Factitious Imprints |Eva Papamargariti
METRONOM| Via Carteria 10 | 41121 Modena

VELLO D’ORO | ALICE PALAMENGHI

Vello D’oro (2020) is a fantastic narrative of the landscape of  Lo Internet. Palamenghi reconstructs a mythology of the Web and its symbols, telling us about the journey of the digital revolution and retracing its iconic motifs and references. The ‘end of Internet’ is narrated by the artist with epic tones as an exclusion from the world, an exclusion from history that, however, occurs within her narrative. Ancient Greek epic is the pivot around which the artist develops her research, to which she gives a always digital formal outcome. The perfect frame for her work is vaporwave aesthetics, with scenes built in the video at increasingly rapid rhythms. Vello D’oro and its legendary healing properties is both an image and a magical tool that has proven useful in this era marked by the COVID-19 pandemic, and at the same time it lends itself to addressing another emergency of our time: the shipwrecks of refugees on the Mediterranean coasts. The fleece offers shelter, protection, and care. It is a kind of life-saving blanket used to assist shipwrecked survivors.

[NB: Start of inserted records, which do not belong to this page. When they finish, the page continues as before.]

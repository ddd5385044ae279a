// SPDX-License-Identifier: MIT
// Copyright (c) 2026 ADNT Sarl <info@adnt.io>

//! STM32F1 FPEC driver: page erase and half-word programming.
//!
//! The sequence per the flash programming manual:
//!   1. unlock the FPEC with the two key writes
//!   2. erase: set PER, load AR, set STRT, poll BSY
//!   3. program: set PG, write one half-word, poll BSY
//!   4. check SR error flags, relock
//!
//! The CPU stalls on instruction fetches while the FPEC is busy; interrupts
//! stay enabled, so UART bytes keep queueing into the RX ring during the
//! multi-millisecond erase of a bank.

use ember_common::flash::{Flash, FlashError};
use ember_common::layout::FLASH_PAGE_SIZE;
use stm32f1xx_hal::pac;

const KEY1: u32 = 0x4567_0123;
const KEY2: u32 = 0xCDEF_89AB;

// FLASH_SR bits
const SR_BSY: u32 = 1 << 0;
const SR_PGERR: u32 = 1 << 2;
const SR_WRPRTERR: u32 = 1 << 4;
const SR_EOP: u32 = 1 << 5;

// FLASH_CR bits
const CR_PG: u32 = 1 << 0;
const CR_PER: u32 = 1 << 1;
const CR_STRT: u32 = 1 << 6;
const CR_LOCK: u32 = 1 << 7;

/// Exclusive handle to the flash program/erase controller. Constructed once
/// during board init and handed around (or parked in the downloader) from
/// then on.
pub struct FpecFlash {
    _private: (),
}

fn regs() -> &'static pac::flash::RegisterBlock {
    unsafe { &*pac::FLASH::ptr() }
}

impl FpecFlash {
    pub fn new() -> Self {
        Self { _private: () }
    }

    fn unlock(&mut self) {
        let flash = regs();
        if flash.cr.read().bits() & CR_LOCK != 0 {
            flash.keyr.write(|w| unsafe { w.bits(KEY1) });
            flash.keyr.write(|w| unsafe { w.bits(KEY2) });
        }
    }

    fn lock(&mut self) {
        regs().cr.modify(|r, w| unsafe { w.bits(r.bits() | CR_LOCK) });
    }

    fn wait_ready(&self) {
        while regs().sr.read().bits() & SR_BSY != 0 {
            core::hint::spin_loop();
        }
    }

    /// Clear EOP and the sticky error flags (write-1-to-clear).
    fn clear_status(&mut self) {
        regs()
            .sr
            .write(|w| unsafe { w.bits(SR_EOP | SR_PGERR | SR_WRPRTERR) });
    }

    fn had_error(&self) -> bool {
        regs().sr.read().bits() & (SR_PGERR | SR_WRPRTERR) != 0
    }
}

impl Default for FpecFlash {
    fn default() -> Self {
        Self::new()
    }
}

impl Flash for FpecFlash {
    fn erase(&mut self, addr: u32, pages: u32) -> Result<(), FlashError> {
        debug_assert!(addr % FLASH_PAGE_SIZE == 0);

        let flash = regs();
        self.unlock();

        for page in 0..pages {
            self.wait_ready();
            self.clear_status();

            flash.cr.modify(|r, w| unsafe { w.bits(r.bits() | CR_PER) });
            flash
                .ar
                .write(|w| unsafe { w.bits(addr + page * FLASH_PAGE_SIZE) });
            flash.cr.modify(|r, w| unsafe { w.bits(r.bits() | CR_STRT) });

            self.wait_ready();
            flash.cr.modify(|r, w| unsafe { w.bits(r.bits() & !CR_PER) });

            if self.had_error() {
                self.lock();
                return Err(FlashError::Busy);
            }
        }

        self.lock();
        Ok(())
    }

    fn program(&mut self, addr: u32, bytes: &[u8]) -> Result<(), FlashError> {
        debug_assert!(addr % 2 == 0);
        debug_assert!(bytes.len() % 2 == 0);

        let flash = regs();
        self.unlock();
        self.wait_ready();
        self.clear_status();

        flash.cr.modify(|r, w| unsafe { w.bits(r.bits() | CR_PG) });

        let mut result = Ok(());
        for (i, pair) in bytes.chunks_exact(2).enumerate() {
            let half = u16::from_le_bytes([pair[0], pair[1]]);
            let dest = (addr as usize + i * 2) as *mut u16;

            unsafe { dest.write_volatile(half) };
            self.wait_ready();

            if self.had_error() || unsafe { dest.read_volatile() } != half {
                result = Err(FlashError::Program);
                break;
            }
        }

        flash.cr.modify(|r, w| unsafe { w.bits(r.bits() & !CR_PG) });
        self.lock();
        result
    }

    fn read(&self, addr: u32, out: &mut [u8]) {
        for (i, byte) in out.iter_mut().enumerate() {
            *byte = unsafe { ((addr + i as u32) as *const u8).read_volatile() };
        }
    }
}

In Vello D’oro Palamenghi explores elements related to the narrative heritage of Western mythology, which after a long process of translation and tradition, have crystallized into the form that is now part of our cultural patrimony. At the same time, she applies these same narrative categories to the story of *Lo Internet* and, with this, the technologies that enabled its dissemination. For Palamenghi, an interesting theme is that of error, which in the translation of language—both verbal and artistic—gives rise to a deviation that modifies the traits of the work, completely renewing it: the glitch trait that defines her aesthetic allows her to formalize this attention to error and give rise to new compositional and expressive standards.

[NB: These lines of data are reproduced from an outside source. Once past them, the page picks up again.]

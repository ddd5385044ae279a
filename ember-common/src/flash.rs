// SPDX-License-Identifier: MIT
// Copyright (c) 2026 ADNT Sarl <info@adnt.io>

//! Flash access seam.
//!
//! Every component that touches flash does so through [`Flash`], so the
//! protocol FSM, config manager and verifier can run against the real FPEC
//! driver on target and against [`crate::sim::SimFlash`] on the host.

/// Errors surfaced by flash drivers.
#[derive(Clone, Copy, Debug, PartialEq, Eq)]
pub enum FlashError {
    /// The hardware reported a non-completion while erasing a page.
    Busy,
    /// A programmed half-word did not read back as written.
    Program,
}

/// Page-erase / half-word-program / read interface of the internal flash.
///
/// Flash erases to `0xFF` and programming only clears bits; callers erase
/// explicitly before their write sequences, the driver never re-erases.
pub trait Flash {
    /// Erase `pages` consecutive pages starting at page-aligned `addr`.
    ///
    /// A failed page aborts the erase; already-erased pages stay erased
    /// (the caller treats any failure as fatal for the region).
    fn erase(&mut self, addr: u32, pages: u32) -> Result<(), FlashError>;

    /// Program `bytes` at half-word-aligned `addr` as little-endian
    /// half-words. `bytes.len()` must be even; odd tails are padded with
    /// `0xFF` by the caller.
    fn program(&mut self, addr: u32, bytes: &[u8]) -> Result<(), FlashError>;

    /// Copy from the flash-mapped region into `out`.
    fn read(&self, addr: u32, out: &mut [u8]);
}

/// Read a little-endian word from flash.
pub fn read_word<F: Flash + ?Sized>(flash: &F, addr: u32) -> u32 {
    let mut raw = [0u8; 4];
    flash.read(addr, &mut raw);
    u32::from_le_bytes(raw)
}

Alice Palamenghi (Gavardo 1992), graduated from the Academy of Fine Arts in Venice, School of New Technologies for the Arts. She currently lives and works in London, United Kingdom. My research is a reflection on technique [techniques and technologies] understood as a mirror to identify the human: technique is a tool that incorporates concepts, books, libraries, language, archives. It is in its garments, culture, and knowledge that the human truly resides. In this reflection (where the human materializes outside of the human), I develop my work by modeling 3D landscapes, re-proposing traces of human presence and its history.